Published May 16 2019 by Ray Cronin

Exhibitions by Alex Livingston, Sydney Blum, and Curtis Botham.

I was standing in an art gallery recently talking about what makes an artwork a painting or not. The answer seems obvious: if a painter paints, it’s a painting.

But hold on. That conversation took place with Deborah Carver of Studio 21, and it was sparked by an exhibition of new work by Halifax artist Alex Livingston, a long-time painting professor at NSCAD University. So far, so good on the “painting” front.

Those of you who have followed Livingston’s career (and he’s been an active artist in this community since the 1980s), know that there’s a catch here. For many years Livingston hasn’t actually used any physical paint in his paintings, creating instead with computer graphics programs.

While environmental sensitivities have precluded his use of paint, that has had no effect on his art historical knowledge, his graphic abilities, or his mastery of the use of imagery. But is something made on a computer and printed in an edition of four really a painting? (As part of the Halifax Talks Art Series, Livingston will address, just this question on April 17 a Studio 21, 6-7:30 p.m.)
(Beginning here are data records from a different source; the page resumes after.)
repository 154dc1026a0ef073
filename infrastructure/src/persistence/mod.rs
pub mod in_memory_repository;

pub use in_memory_repository::InMemoryDocumentRepository;
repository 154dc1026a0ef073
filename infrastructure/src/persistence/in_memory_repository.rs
// ./infrastructure/src/persistence/in_memory_repository.rs
use application::{ApplicationError, DocumentRepository};
use async_trait::async_trait;
use dashmap::DashMap;
use dashmap::mapref::entry::Entry;
use domain::{Document, DocumentId, SearchRequest};
use std::sync::Arc;
use tracing::{debug, instrument, trace};

/// Process-memory document storage.
///
/// Nothing is persisted; the data lives as long as the repository. Clones
/// share the same underlying map.
#[derive(Debug, Clone, Default)]
pub struct InMemoryDocumentRepository {
    // Document ID -> Document
    documents: Arc<DashMap<DocumentId, Arc<Document>>>,
}

impl InMemoryDocumentRepository {
    pub fn new() -> Self {
        Self {
            documents: Arc::new(DashMap::new()),
        }
    }
}

#[async_trait]
impl DocumentRepository for InMemoryDocumentRepository {
    #[instrument(skip(self, document))]
    async fn upsert(&self, document: Document) -> Result<Document, ApplicationError> {
        debug!(doc_id = %document.id(), "Upserting document in in-memory store");
        // The entry guard holds the shard lock, so reading the stored
        // `created` and replacing the document happen as one step.
        let stored = match self.documents.entry(document.id().clone()) {
            Entry::Occupied(mut entry) => {
                trace!(doc_id = %document.id(), "Replacing existing document, keeping its created time");
                let merged = Arc::new(document.preserving_created(entry.get()));
                entry.insert(merged.clone());
                merged
            }
            Entry::Vacant(entry) => {
                trace!(doc_id = %document.id(), "Inserting new document");
                let inserted = Arc::new(document);
                entry.insert(inserted.clone());
                inserted
            }
        };
        Ok((*stored).clone())
    }

    #[instrument(skip(self))]
    async fn get(&self, id: &DocumentId) -> Result<Option<Document>, ApplicationError> {
        debug!(doc_id = %id, "Getting document from in-memory store");
        // Get returns a Ref, so we clone the Document out of the Arc
        let doc = self.documents.get(id).map(|doc_ref| (**doc_ref).clone());
        Ok(doc)
    }

    #[instrument(skip(self, request))]
    async fn search(&self, request: &SearchRequest) -> Result<Vec<Document>, ApplicationError> {
        debug!(match_all = request.is_empty(), "Scanning in-memory store");

        let mut hits: Vec<Document> = self
            .documents
            .iter()
            .filter(|entry| request.matches(entry.value()))
            .map(|entry| (**entry.value()).clone())
            .collect();
        trace!(count = hits.len(), "Documents after filtering");

        // Map iteration order is arbitrary; report oldest first, ids break ties.
        hits.sort_unstable_by(|a, b| {
            a.created()
                .cmp(&b.created())
                .then_with(|| a.id().cmp(b.id()))
        });

        debug!(total_hits = hits.len(), "In-memory search finished.");
        Ok(hits)
    }

    async fn count(&self) -> Result<usize, ApplicationError> {
        Ok(self.documents.len())
    }
}

#[cfg(test)]
mod tests {
    use super::*;
    use chrono::{DateTime, TimeZone, Utc};
    use domain::{Author, DocumentDraft};

    fn at(minute: u32) -> DateTime<Utc> {
        Utc.with_ymd_and_hms(2024, 1, 1, 9, minute, 0).unwrap()
    }

    fn document(id: &str, title: &str, created: DateTime<Utc>) -> Document {
        Document::try_from(
            DocumentDraft::new()
                .with_id(id)
                .with_title(title)
                .with_content("body")
                .with_author(Author::new("a1", "Ada"))
                .with_created(created),
        )
        .expect("Failed to build test document")
    }

    #[tokio::test]
    async fn upsert_inserts_new_document_verbatim() {
        let repo = InMemoryDocumentRepository::new();
        let doc = document("d1", "First", at(5));

        let stored = repo.upsert(doc.clone()).await.unwrap();
        assert_eq!(stored, doc);
        assert_eq!(repo.get(doc.id()).await.unwrap(), Some(doc));
    }

    #[tokio::test]
    async fn upsert_replaces_fields_but_keeps_created() {
        let repo = InMemoryDocumentRepository::new();
        repo.upsert(document("d1", "First", at(5))).await.unwrap();

        let stored = repo.upsert(document("d1", "Second", at(30))).await.unwrap();
        assert_eq!(stored.title(), Some("Second"));
        assert_eq!(stored.created(), at(5));
        assert_eq!(repo.count().await.unwrap(), 1);

        let fetched = repo.get(&DocumentId::from("d1")).await.unwrap().unwrap();
        assert_eq!(fetched, stored);
    }

    #[tokio::test]
    async fn get_unknown_id_is_none() {
        let repo = InMemoryDocumentRepository::new();
        assert!(repo.get(&DocumentId::from("nope")).await.unwrap().is_none());
    }

    #[tokio::test]
    async fn search_orders_by_created_then_id() {
        let repo = InMemoryDocumentRepository::new();
        repo.upsert(document("c", "Late", at(20))).await.unwrap();
        repo.upsert(document("b", "Tie", at(10))).await.unwrap();
        repo.upsert(document("a", "Tie", at(10))).await.unwrap();
        repo.upsert(document("z", "Early", at(1))).await.unwrap();

        let ids: Vec<String> = repo
            .search(&SearchRequest::new())
            .await
            .unwrap()
            .into_iter()
            .map(|doc| doc.id().as_str().to_string())
            .collect();
        assert_eq!(ids, vec!["z", "a", "b", "c"]);
    }

    #[tokio::test]
    async fn clones_share_storage() {
        let repo = InMemoryDocumentRepository::new();
        let other = repo.clone();
        repo.upsert(document("d1", "First", at(5))).await.unwrap();
        assert_eq!(other.count().await.unwrap(), 1);
    }
}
In looking at the five new works that make up his exhibition Deer, I’m not sure it matters. Based on the traditions of museum dioramas, and on his observations of them in museums here, in London, New York, and Chicago, these works show individual deer in some approximation of their “natural” habitats, presented just as if we were standing in front of a glass case at some museum of natural history.

Livingston has even used photographs as the background in two of the works, highlighting the unnatural naturalness of both the diorama and the museym, and, not incidentally, of these printed paintings. Whatever label we slap on these works (and what’s in a name?), they’re certainly interesting to look at, thoughtful and visually engaging at once.

Paired with Livingston is another headscratcher of a show for the literalist. Sydney Blum, who after a long career in New York has made her home in Tatamagouche, is presenting a new series of sculptural works called Icarus-Colour-Space.

With forms evoking wings, Blum’s wall-mounted sculptures seem to ripple in space. Designed, at least in part on a computer, the actual forms are painstakingly constructed by hand.   Cardboard “chips”, each painted a single colour and arranged in chromatic colour sequences, are wired together onto armatures that create their rippling forms.

Again, we are forced to think about what we think about art. Are these sculptures that are painted? Or sculptural paintings? And again, it really doesn’t matter. They’re a pleasure to look at and think about.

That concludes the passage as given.